What the task requires – Return every line of the records that includes the string "into".

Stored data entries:
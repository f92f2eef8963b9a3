//! Email sending operations for the Query protocol.
//!
//! Four send variants exist: structured ([`send_email`]), raw MIME
//! ([`send_raw_email`]), stored-template ([`send_templated_email`]) and
//! bulk stored-template ([`send_bulk_templated_email`]). Each builds the
//! flat parameter map the service expects, with destinations and tags
//! going through `member.N` indexing and the message through recursive
//! flattening, and returns an inert [`QueryOperation`].

use base64::Engine as _;

use super::params::{
    destination_params, flatten_struct, insert_opt, member_list, member_maps, Params,
};
use super::{QueryAction, QueryOperation};
use crate::types::{BulkDestination, Destination, Message, RawMessage, Tag};

/// Optional parameters of [`send_email`] and [`send_templated_email`].
///
/// Fields left `None` contribute no parameters.
#[derive(Debug, Clone, Default)]
pub struct SendEmailOpts {
    /// Configuration set to apply to the send.
    pub configuration_set_name: Option<String>,
    /// Address bounces and complaints are forwarded to.
    pub return_path: Option<String>,
    /// ARN authorizing use of the return path.
    pub return_path_arn: Option<String>,
    /// ARN authorizing sending from the source address.
    pub source_arn: Option<String>,
    /// Reply-to addresses.
    pub reply_to: Option<Vec<String>>,
    /// Message tags published to event destinations.
    pub tags: Option<Vec<Tag>>,
}

/// Optional parameters of [`send_raw_email`].
#[derive(Debug, Clone, Default)]
pub struct SendRawEmailOpts {
    /// Configuration set to apply to the send.
    pub configuration_set_name: Option<String>,
    /// ARN authorizing the `From` header address.
    pub from_arn: Option<String>,
    /// ARN authorizing use of the return path.
    pub return_path_arn: Option<String>,
    /// Envelope source; defaults to the MIME `From` header when absent.
    pub source: Option<String>,
    /// ARN authorizing sending from the source address.
    pub source_arn: Option<String>,
}

/// Optional parameters of [`send_bulk_templated_email`].
#[derive(Debug, Clone, Default)]
pub struct SendBulkTemplatedEmailOpts {
    /// Configuration set to apply to the send.
    pub configuration_set_name: Option<String>,
    /// Template data applied to entries without replacement data.
    /// Encodes to the literal `"{}"` when absent.
    pub default_template_data: Option<serde_json::Value>,
    /// Address bounces and complaints are forwarded to.
    pub return_path: Option<String>,
    /// ARN authorizing use of the return path.
    pub return_path_arn: Option<String>,
    /// ARN authorizing sending from the source address.
    pub source_arn: Option<String>,
    /// Reply-to addresses.
    pub reply_to: Option<Vec<String>>,
}

/// Build a `SendEmail` operation.
pub fn send_email(
    destination: &Destination,
    message: &Message,
    source: &str,
    opts: &SendEmailOpts,
) -> QueryOperation {
    let mut params = Params::new();
    params.insert("Source".to_string(), source.to_string());
    params.extend(destination_params("Destination", destination));
    params.extend(flatten_struct("Message", message));
    extend_send_opts(&mut params, opts);
    QueryOperation::new(QueryAction::SendEmail, params)
}

/// Build a `SendRawEmail` operation.
///
/// The raw MIME bytes are base64-encoded into `RawMessage.Data`.
pub fn send_raw_email(raw_message: &RawMessage, opts: &SendRawEmailOpts) -> QueryOperation {
    let mut params = Params::new();
    params.insert(
        "RawMessage.Data".to_string(),
        base64::engine::general_purpose::STANDARD.encode(&raw_message.data),
    );
    insert_opt(&mut params, "ConfigurationSetName", &opts.configuration_set_name);
    insert_opt(&mut params, "FromArn", &opts.from_arn);
    insert_opt(&mut params, "ReturnPathArn", &opts.return_path_arn);
    insert_opt(&mut params, "Source", &opts.source);
    insert_opt(&mut params, "SourceArn", &opts.source_arn);
    QueryOperation::new(QueryAction::SendRawEmail, params)
}

/// Build a `SendTemplatedEmail` operation.
///
/// `template_data` is JSON-encoded into the `TemplateData` parameter;
/// `None` encodes to the literal `"{}"`.
pub fn send_templated_email(
    destination: &Destination,
    source: &str,
    template: &str,
    template_data: Option<&serde_json::Value>,
    opts: &SendEmailOpts,
) -> QueryOperation {
    let mut params = Params::new();
    params.insert("Source".to_string(), source.to_string());
    params.insert("Template".to_string(), template.to_string());
    params.insert("TemplateData".to_string(), encode_template_data(template_data));
    params.extend(destination_params("Destination", destination));
    extend_send_opts(&mut params, opts);
    QueryOperation::new(QueryAction::SendTemplatedEmail, params)
}

/// Build a `SendBulkTemplatedEmail` operation.
///
/// Each destination entry is assigned a 1-based index; its recipient
/// classes nest under `Destinations.member.{i}.Destination.*` and its
/// replacement data, when present, under
/// `Destinations.member.{i}.ReplacementTemplateData`.
pub fn send_bulk_templated_email(
    template: &str,
    source: &str,
    destinations: &[BulkDestination],
    opts: &SendBulkTemplatedEmailOpts,
) -> QueryOperation {
    let mut params = Params::new();
    params.insert("Source".to_string(), source.to_string());
    params.insert("Template".to_string(), template.to_string());
    params.insert(
        "DefaultTemplateData".to_string(),
        encode_template_data(opts.default_template_data.as_ref()),
    );
    params.extend(member_maps(
        "Destinations",
        Some(destinations.iter().map(bulk_destination_entry)),
    ));
    insert_opt(&mut params, "ConfigurationSetName", &opts.configuration_set_name);
    insert_opt(&mut params, "ReturnPath", &opts.return_path);
    insert_opt(&mut params, "ReturnPathArn", &opts.return_path_arn);
    insert_opt(&mut params, "SourceArn", &opts.source_arn);
    params.extend(member_list("ReplyToAddresses", opts.reply_to.as_deref()));
    QueryOperation::new(QueryAction::SendBulkTemplatedEmail, params)
}

fn bulk_destination_entry(entry: &BulkDestination) -> Params {
    let mut fragment = destination_params("Destination", &entry.destination);
    if let Some(data) = &entry.replacement_template_data {
        fragment.insert("ReplacementTemplateData".to_string(), data.to_string());
    }
    fragment
}

fn encode_template_data(data: Option<&serde_json::Value>) -> String {
    match data {
        Some(value) => value.to_string(),
        None => "{}".to_string(),
    }
}

fn tag_entries(tags: &[Tag]) -> Vec<Params> {
    tags.iter()
        .map(|tag| {
            let mut entry = Params::new();
            entry.insert("Name".to_string(), tag.name.clone());
            entry.insert("Value".to_string(), tag.value.clone());
            entry
        })
        .collect()
}

fn extend_send_opts(params: &mut Params, opts: &SendEmailOpts) {
    insert_opt(params, "ConfigurationSetName", &opts.configuration_set_name);
    insert_opt(params, "ReturnPath", &opts.return_path);
    insert_opt(params, "ReturnPathArn", &opts.return_path_arn);
    insert_opt(params, "SourceArn", &opts.source_arn);
    params.extend(member_list("ReplyToAddresses", opts.reply_to.as_deref()));
    params.extend(member_maps(
        "Tags",
        opts.tags.as_deref().map(tag_entries),
    ));
}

Task output –
/// The raw MIME bytes are base64-encoded into `RawMessage.Data`.
/// `template_data` is JSON-encoded into the `TemplateData` parameter;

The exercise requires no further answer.